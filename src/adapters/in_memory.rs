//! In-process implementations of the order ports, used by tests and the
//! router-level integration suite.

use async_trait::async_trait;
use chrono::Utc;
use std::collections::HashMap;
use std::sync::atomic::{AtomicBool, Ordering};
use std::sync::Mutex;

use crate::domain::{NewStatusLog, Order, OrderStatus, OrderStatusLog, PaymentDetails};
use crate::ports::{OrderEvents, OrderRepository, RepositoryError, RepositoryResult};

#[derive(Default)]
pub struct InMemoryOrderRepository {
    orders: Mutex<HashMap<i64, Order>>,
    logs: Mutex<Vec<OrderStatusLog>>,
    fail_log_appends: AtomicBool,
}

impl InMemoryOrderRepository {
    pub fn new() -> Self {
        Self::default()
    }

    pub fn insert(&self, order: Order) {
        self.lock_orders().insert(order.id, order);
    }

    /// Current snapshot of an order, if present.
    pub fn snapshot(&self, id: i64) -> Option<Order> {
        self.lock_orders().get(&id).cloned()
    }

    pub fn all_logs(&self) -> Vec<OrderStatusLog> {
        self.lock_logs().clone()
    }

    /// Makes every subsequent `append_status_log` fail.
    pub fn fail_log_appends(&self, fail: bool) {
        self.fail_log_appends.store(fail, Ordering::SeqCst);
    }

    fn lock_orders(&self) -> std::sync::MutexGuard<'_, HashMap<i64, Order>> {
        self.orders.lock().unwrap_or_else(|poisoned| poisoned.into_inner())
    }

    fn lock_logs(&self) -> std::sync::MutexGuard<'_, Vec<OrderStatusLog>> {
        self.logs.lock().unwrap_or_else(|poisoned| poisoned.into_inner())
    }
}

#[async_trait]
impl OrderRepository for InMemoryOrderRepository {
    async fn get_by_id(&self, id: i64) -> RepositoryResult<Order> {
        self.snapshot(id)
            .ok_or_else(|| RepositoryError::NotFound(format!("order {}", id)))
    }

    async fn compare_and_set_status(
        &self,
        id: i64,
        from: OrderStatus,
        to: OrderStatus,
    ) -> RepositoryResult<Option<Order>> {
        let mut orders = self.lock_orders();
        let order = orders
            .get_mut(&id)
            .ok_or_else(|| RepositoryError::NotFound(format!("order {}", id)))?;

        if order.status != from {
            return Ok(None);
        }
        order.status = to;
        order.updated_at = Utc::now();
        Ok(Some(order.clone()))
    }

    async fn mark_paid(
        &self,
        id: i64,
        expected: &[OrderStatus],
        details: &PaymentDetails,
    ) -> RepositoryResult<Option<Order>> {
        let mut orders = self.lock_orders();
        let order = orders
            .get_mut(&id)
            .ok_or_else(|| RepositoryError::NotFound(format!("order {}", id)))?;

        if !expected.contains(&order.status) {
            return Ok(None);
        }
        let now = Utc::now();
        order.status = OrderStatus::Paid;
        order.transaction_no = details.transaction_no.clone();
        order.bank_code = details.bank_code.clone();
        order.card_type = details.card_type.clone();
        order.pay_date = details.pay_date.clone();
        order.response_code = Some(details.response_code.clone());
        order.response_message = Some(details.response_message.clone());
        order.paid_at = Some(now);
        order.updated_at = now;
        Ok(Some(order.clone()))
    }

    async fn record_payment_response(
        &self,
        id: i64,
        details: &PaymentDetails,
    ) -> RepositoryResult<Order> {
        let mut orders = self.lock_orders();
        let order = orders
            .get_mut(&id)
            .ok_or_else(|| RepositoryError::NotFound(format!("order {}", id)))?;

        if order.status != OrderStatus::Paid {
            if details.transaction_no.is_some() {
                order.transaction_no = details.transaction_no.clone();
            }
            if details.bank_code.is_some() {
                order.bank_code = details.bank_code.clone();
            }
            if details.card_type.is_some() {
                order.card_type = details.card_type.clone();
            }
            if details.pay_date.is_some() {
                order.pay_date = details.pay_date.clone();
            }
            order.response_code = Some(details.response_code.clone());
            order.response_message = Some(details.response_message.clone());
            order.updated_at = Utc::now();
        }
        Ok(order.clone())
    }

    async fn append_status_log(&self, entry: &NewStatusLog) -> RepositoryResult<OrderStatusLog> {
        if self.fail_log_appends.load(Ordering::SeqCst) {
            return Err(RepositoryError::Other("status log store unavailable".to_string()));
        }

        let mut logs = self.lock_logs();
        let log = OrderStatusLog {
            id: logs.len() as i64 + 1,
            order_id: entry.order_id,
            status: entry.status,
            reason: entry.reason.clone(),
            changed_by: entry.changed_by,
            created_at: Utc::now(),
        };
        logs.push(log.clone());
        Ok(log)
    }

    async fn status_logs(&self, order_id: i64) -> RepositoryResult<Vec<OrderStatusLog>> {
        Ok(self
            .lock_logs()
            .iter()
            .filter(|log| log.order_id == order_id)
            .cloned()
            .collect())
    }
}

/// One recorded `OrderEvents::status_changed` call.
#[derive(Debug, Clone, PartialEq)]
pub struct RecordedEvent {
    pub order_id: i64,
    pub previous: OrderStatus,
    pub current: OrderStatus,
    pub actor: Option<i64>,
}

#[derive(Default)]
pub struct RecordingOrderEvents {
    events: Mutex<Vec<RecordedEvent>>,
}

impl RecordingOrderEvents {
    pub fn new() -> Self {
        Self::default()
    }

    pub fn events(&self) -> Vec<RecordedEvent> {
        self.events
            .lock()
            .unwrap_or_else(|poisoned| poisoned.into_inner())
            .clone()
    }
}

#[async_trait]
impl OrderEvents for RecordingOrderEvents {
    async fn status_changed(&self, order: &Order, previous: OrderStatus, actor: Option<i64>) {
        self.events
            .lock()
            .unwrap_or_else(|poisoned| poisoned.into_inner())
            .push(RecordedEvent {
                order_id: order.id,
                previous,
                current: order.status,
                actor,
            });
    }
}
============================================================
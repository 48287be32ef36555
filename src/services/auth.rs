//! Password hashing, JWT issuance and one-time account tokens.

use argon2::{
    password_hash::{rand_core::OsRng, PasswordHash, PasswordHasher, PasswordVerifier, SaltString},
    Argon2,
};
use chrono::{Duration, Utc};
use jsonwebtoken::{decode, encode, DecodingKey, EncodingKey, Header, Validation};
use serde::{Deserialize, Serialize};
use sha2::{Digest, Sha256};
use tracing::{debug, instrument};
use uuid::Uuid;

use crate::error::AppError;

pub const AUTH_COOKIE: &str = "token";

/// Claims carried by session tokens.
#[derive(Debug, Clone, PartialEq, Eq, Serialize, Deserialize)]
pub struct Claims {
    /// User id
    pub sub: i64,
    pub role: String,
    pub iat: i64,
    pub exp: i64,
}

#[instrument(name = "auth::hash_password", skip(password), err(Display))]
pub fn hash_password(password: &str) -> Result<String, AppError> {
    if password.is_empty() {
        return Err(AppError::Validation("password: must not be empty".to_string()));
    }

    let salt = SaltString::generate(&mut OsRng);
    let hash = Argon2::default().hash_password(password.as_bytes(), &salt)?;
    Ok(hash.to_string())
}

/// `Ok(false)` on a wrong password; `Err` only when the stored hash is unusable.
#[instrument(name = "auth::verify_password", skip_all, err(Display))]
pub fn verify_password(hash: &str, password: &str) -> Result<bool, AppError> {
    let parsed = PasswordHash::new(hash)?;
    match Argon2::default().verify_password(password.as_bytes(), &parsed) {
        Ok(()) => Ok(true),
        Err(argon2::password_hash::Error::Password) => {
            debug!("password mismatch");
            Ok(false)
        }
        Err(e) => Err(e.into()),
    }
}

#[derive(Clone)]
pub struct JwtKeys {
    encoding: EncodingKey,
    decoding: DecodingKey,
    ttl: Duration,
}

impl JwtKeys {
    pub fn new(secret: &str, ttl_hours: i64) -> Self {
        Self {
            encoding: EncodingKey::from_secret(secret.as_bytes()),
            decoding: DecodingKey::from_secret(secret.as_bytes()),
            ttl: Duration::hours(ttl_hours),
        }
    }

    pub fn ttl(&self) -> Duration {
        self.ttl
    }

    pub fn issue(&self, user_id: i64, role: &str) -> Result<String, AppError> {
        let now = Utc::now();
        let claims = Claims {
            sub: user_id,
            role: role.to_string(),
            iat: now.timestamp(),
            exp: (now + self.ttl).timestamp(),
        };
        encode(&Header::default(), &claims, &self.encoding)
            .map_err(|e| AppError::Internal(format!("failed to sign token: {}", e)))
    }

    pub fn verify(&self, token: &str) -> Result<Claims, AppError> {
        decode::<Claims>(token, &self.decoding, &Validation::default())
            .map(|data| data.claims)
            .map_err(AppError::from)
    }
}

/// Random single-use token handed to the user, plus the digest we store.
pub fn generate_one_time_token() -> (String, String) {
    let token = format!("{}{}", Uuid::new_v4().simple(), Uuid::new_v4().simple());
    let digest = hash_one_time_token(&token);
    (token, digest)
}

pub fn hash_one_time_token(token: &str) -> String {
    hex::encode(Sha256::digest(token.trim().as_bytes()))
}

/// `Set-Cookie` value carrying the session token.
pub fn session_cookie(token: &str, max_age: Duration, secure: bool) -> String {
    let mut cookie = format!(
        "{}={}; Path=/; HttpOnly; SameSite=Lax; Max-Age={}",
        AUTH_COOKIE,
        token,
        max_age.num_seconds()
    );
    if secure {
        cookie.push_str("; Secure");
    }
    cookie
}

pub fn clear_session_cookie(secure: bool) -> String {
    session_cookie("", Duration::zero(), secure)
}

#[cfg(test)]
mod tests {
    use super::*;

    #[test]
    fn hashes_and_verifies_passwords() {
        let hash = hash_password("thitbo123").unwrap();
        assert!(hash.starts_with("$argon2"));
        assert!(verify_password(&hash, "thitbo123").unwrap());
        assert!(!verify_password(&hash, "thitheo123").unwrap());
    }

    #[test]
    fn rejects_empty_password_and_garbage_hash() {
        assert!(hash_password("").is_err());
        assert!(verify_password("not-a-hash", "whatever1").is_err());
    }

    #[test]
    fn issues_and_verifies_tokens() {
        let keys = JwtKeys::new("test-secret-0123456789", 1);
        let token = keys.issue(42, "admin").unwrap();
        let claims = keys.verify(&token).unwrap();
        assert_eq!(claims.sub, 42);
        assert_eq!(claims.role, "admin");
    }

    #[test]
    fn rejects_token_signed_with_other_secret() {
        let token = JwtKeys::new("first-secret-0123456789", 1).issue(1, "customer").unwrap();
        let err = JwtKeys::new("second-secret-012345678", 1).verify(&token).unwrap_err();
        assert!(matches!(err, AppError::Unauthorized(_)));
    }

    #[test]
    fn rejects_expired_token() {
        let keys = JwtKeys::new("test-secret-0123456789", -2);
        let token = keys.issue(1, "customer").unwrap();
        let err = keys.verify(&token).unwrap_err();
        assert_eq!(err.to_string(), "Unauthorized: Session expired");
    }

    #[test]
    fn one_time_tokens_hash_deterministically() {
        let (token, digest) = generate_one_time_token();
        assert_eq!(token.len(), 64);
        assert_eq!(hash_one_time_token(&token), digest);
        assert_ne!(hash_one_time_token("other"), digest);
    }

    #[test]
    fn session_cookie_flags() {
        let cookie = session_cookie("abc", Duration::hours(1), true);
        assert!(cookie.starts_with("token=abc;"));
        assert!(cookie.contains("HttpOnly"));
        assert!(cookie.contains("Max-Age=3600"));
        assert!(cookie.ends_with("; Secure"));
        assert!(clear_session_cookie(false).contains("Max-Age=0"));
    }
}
============================================================
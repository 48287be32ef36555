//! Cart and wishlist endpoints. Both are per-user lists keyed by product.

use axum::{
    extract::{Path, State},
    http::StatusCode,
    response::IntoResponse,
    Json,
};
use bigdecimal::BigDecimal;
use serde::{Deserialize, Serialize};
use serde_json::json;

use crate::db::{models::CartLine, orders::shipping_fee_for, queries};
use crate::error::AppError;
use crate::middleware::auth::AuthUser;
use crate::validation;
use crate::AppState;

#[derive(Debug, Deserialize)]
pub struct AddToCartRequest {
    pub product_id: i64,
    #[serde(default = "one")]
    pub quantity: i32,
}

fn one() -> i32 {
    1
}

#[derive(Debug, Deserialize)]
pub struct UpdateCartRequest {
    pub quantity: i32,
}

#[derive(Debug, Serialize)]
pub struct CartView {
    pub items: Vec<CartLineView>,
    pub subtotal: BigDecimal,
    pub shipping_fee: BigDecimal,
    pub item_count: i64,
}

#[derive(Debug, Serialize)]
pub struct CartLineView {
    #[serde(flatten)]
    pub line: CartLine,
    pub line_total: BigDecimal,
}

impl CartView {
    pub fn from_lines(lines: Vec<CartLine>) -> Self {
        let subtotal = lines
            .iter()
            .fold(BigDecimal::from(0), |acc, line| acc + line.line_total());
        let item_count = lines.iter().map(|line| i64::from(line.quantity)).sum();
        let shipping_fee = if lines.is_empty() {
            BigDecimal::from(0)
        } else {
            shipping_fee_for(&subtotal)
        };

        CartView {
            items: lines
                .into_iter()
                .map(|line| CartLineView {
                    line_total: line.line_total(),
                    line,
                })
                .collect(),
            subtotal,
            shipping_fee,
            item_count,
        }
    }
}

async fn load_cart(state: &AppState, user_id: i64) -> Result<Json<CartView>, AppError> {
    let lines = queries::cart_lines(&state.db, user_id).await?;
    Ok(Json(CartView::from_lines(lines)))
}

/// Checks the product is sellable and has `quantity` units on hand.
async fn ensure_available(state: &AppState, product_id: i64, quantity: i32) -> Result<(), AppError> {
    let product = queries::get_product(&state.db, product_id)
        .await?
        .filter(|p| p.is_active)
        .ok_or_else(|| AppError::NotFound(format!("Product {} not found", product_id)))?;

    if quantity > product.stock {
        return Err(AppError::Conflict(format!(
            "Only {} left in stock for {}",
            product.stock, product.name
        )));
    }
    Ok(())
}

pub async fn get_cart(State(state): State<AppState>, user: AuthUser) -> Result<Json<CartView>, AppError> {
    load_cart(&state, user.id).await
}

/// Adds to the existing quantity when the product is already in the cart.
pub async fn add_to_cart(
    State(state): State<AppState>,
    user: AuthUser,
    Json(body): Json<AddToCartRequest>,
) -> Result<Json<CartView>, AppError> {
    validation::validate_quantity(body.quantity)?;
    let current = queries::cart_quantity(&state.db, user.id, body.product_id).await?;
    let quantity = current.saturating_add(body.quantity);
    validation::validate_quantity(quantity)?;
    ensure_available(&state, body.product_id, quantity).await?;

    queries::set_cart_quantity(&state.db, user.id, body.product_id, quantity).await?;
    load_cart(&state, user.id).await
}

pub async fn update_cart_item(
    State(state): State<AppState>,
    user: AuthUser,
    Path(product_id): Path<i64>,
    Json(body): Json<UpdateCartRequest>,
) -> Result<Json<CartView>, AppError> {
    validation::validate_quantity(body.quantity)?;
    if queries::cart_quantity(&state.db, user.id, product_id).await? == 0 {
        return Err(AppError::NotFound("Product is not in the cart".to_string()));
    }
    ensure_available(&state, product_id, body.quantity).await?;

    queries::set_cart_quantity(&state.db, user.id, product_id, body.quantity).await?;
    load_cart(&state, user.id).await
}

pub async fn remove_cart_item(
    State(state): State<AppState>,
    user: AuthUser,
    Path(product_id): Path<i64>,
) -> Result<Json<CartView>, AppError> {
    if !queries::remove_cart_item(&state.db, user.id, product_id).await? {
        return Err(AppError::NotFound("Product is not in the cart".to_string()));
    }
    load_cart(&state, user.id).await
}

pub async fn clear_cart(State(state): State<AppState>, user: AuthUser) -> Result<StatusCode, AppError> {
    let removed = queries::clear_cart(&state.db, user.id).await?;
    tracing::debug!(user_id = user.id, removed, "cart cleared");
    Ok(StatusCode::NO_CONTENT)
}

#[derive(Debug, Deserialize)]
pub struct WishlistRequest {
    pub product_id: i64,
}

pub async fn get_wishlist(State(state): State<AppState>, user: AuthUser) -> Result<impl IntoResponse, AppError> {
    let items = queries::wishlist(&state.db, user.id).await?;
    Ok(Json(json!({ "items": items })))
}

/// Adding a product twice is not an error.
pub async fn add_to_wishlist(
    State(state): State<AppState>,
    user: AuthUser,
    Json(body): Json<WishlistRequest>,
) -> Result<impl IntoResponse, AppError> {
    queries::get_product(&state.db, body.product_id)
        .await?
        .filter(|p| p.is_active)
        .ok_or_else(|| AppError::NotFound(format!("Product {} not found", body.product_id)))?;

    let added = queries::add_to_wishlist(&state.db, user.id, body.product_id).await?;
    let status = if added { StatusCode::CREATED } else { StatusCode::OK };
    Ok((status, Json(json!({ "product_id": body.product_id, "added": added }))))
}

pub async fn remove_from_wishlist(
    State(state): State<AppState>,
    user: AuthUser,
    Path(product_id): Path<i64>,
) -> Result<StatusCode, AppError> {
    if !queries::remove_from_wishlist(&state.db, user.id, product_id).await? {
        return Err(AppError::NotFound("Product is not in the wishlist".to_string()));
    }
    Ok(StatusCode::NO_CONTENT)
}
============================================================
The answer should be nothing but the number of lines above that contain "RepositoryResult".

**RESULT OF THE EXERCISE:**
7